In the data below, how many lines contain the string "CreateAccountPayload"? Give only the figure.

• **Dataset entries**:
----------------
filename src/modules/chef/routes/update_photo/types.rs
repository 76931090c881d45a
pub mod request {
    use crate::modules::auth::middleware::ChefAuth;
    use axum_typed_multipart::{FieldData, TryFromMultipart};
    use tempfile::NamedTempFile;

    #[derive(TryFromMultipart)]
    pub struct Body {
        #[form_data(limit = "10MiB")]
        pub photo: FieldData<NamedTempFile>,
    }

    pub struct Payload {
        pub auth: ChefAuth,
        pub body: Body,
    }
}

pub mod response {
    use crate::modules::chef::repository::Chef;
    use axum::{extract::Json, http::StatusCode, response::IntoResponse};
    use serde_json::json;

    pub enum Success {
        PhotoUpdated(Chef),
    }

    impl IntoResponse for Success {
        fn into_response(self) -> axum::response::Response {
            match self {
                Self::PhotoUpdated(chef) => (
                    StatusCode::OK,
                    Json(json!({
                        "message": "Profile photo updated",
                        "url": chef.profile_photo.map(|photo| photo.0.url)
                    })),
                )
                    .into_response(),
            }
        }
    }

    pub enum Error {
        ChefNotOnboarded,
        FailedToUploadPhoto,
        FailedToUpdatePhoto,
    }

    impl IntoResponse for Error {
        fn into_response(self) -> axum::response::Response {
            match self {
                Self::ChefNotOnboarded => (
                    StatusCode::NOT_FOUND,
                    Json(json!({ "error": "Kitchen profile not created" })),
                )
                    .into_response(),
                Self::FailedToUploadPhoto => (
                    StatusCode::INTERNAL_SERVER_ERROR,
                    Json(json!({ "error": "Failed to upload photo" })),
                )
                    .into_response(),
                Self::FailedToUpdatePhoto => (
                    StatusCode::INTERNAL_SERVER_ERROR,
                    Json(json!({ "error": "Failed to update profile photo" })),
                )
                    .into_response(),
            }
        }
    }

    pub type Response = Result<Success, Error>;
}
use super::types::response;
use crate::{modules::admin::overview, types::Context};
use std::sync::Arc;

pub async fn service(ctx: Arc<Context>) -> response::Response {
    overview::load(&ctx.db_conn.pool)
        .await
        .map_err(|_| response::Error::FailedToFetchOverview)
        .map(response::Success::Overview)
}
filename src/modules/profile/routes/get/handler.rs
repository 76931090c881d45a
use super::{service::service, types::request};
use crate::{modules::auth::middleware::Auth, types::Context};
use axum::{extract::State, response::IntoResponse};
use std::sync::Arc;

pub async fn handler(State(ctx): State<Arc<Context>>, auth: Auth) -> impl IntoResponse {
    service(ctx, request::Payload { auth }).await
}
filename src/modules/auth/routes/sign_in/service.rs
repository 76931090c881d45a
use super::types::{request, response};
use crate::{
    modules::{
        auth::{
            landing::{self, Landing},
            observer::SessionEvent,
            repository::account,
            role::{self, Role},
            service,
        },
        chef,
    },
    types::Context,
};
use std::sync::Arc;

pub async fn service(ctx: Arc<Context>, payload: request::Payload) -> response::Response {
    let account = account::find_by_email(&ctx.db_conn.pool, role::normalize_email(&payload.email))
        .await
        .map_err(|_| response::Error::FailedToSignIn)?
        .ok_or(response::Error::InvalidCredentials)?;

    if !service::password::verify(&account.password_hash, &payload.password) {
        return Err(response::Error::InvalidCredentials);
    }

    let session = service::auth::create_session(&ctx, account.id.clone())
        .await
        .map_err(|_| response::Error::FailedToSignIn)?;

    ctx.observer.publish(SessionEvent::SignedIn {
        session_id: session.id.clone(),
        account_id: account.id.clone(),
    });

    let identity = ctx
        .observer
        .resolver()
        .resolve(&account.id)
        .await
        .map_err(|err| {
            tracing::error!("Failed to resolve identity on sign in: {:?}", err);
            response::Error::FailedToSignIn
        })?;

    let chef = match identity.role {
        Some(Role::Chef) => chef::repository::find_by_account_id(&ctx.db_conn.pool, account.id.clone())
            .await
            .map_err(|_| response::Error::FailedToSignIn)?,
        _ => None,
    };

    let landing = landing::landing(identity.role, chef.as_ref());
    let redirect = match landing.path() {
        Some(path) => path,
        None => {
            let session_id = session.id.clone();
            service::auth::end_session(&ctx, session)
                .await
                .map_err(|_| response::Error::FailedToSignIn)?;
            ctx.observer.publish(SessionEvent::SignedOut { session_id });

            tracing::info!("Turned away unapproved chef {}", account.id);
            return Err(match landing {
                Landing::AwaitingApproval => response::Error::AwaitingApproval,
                _ => response::Error::FailedToSignIn,
            });
        }
    };

    Ok(response::Success::SignedIn {
        access_token: session.access_token,
        expires_at: session.expires_at,
        role: identity.role,
        redirect,
    })
}
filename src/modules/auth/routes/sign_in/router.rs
use super::handler;
use crate::types::Context;
use axum::routing::{post, Router};
use std::sync::Arc;

pub fn get_router() -> Router<Arc<Context>> {
    Router::new().route("/sign-in", post(handler::handler))
}
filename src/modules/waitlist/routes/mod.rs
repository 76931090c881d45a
mod join;

use crate::types::Context;
use axum::routing::Router;
use std::sync::Arc;

pub fn get_router() -> Router<Arc<Context>> {
    Router::new().merge(join::get_router())
}
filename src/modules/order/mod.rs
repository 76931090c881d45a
pub mod prep;
pub mod repository;
mod routes;

pub use routes::get_router;
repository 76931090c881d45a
use super::{service::service, types::request};
use crate::{modules::auth::middleware::CurrentSession, types::Context};
use axum::{extract::State, response::IntoResponse};
use std::sync::Arc;

pub async fn handler(
    State(ctx): State<Arc<Context>>,
    CurrentSession { session }: CurrentSession,
) -> impl IntoResponse {
    service(ctx, request::Payload { session }).await
}
use chrono::NaiveDateTime;
use serde::{Deserialize, Serialize};
use sqlx::{types::Json, FromRow, PgExecutor};
use ulid::Ulid;

#[derive(Serialize, Deserialize, Clone, Debug, Default)]
pub struct AccountMetadata {
    #[serde(default)]
    pub full_name: String,
    #[serde(default)]
    pub role: Option<String>,
}

#[derive(FromRow, Clone, Debug)]
pub struct Account {
    pub id: String,
    pub email: String,
    pub password_hash: String,
    pub metadata: Json<AccountMetadata>,
    pub created_at: NaiveDateTime,
}

pub struct CreateAccountPayload {
    pub email: String,
    pub password_hash: String,
    pub metadata: AccountMetadata,
}

#[derive(Debug)]
pub enum Error {
    UnexpectedError,
}

type Result<T> = std::result::Result<T, Error>;

pub async fn create<'e, E: PgExecutor<'e>>(e: E, payload: CreateAccountPayload) -> Result<Account> {
    sqlx::query_as::<_, Account>(
        "
        INSERT INTO accounts (id, email, password_hash, metadata)
        VALUES ($1, $2, $3, $4)
        RETURNING *
        ",
    )
    .bind(Ulid::new().to_string())
    .bind(payload.email)
    .bind(payload.password_hash)
    .bind(Json(payload.metadata))
    .fetch_one(e)
    .await
    .map_err(|err| {
        tracing::error!("Error occurred while creating an account: {}", err);
        Error::UnexpectedError
    })
}

pub async fn find_by_id<'e, E: PgExecutor<'e>>(e: E, id: String) -> Result<Option<Account>> {
    sqlx::query_as::<_, Account>("SELECT * FROM accounts WHERE id = $1")
        .bind(id.clone())
        .fetch_optional(e)
        .await
        .map_err(|err| {
            tracing::error!("Error occurred while fetching account with id {}: {}", id, err);
            Error::UnexpectedError
        })
}

pub async fn find_by_email<'e, E: PgExecutor<'e>>(e: E, email: String) -> Result<Option<Account>> {
    sqlx::query_as::<_, Account>("SELECT * FROM accounts WHERE email = $1")
        .bind(email)
        .fetch_optional(e)
        .await
        .map_err(|err| {
            tracing::error!("Error occurred while fetching account by email: {}", err);
            Error::UnexpectedError
        })
}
----------------
• **REPLY TO THE TASK**:
2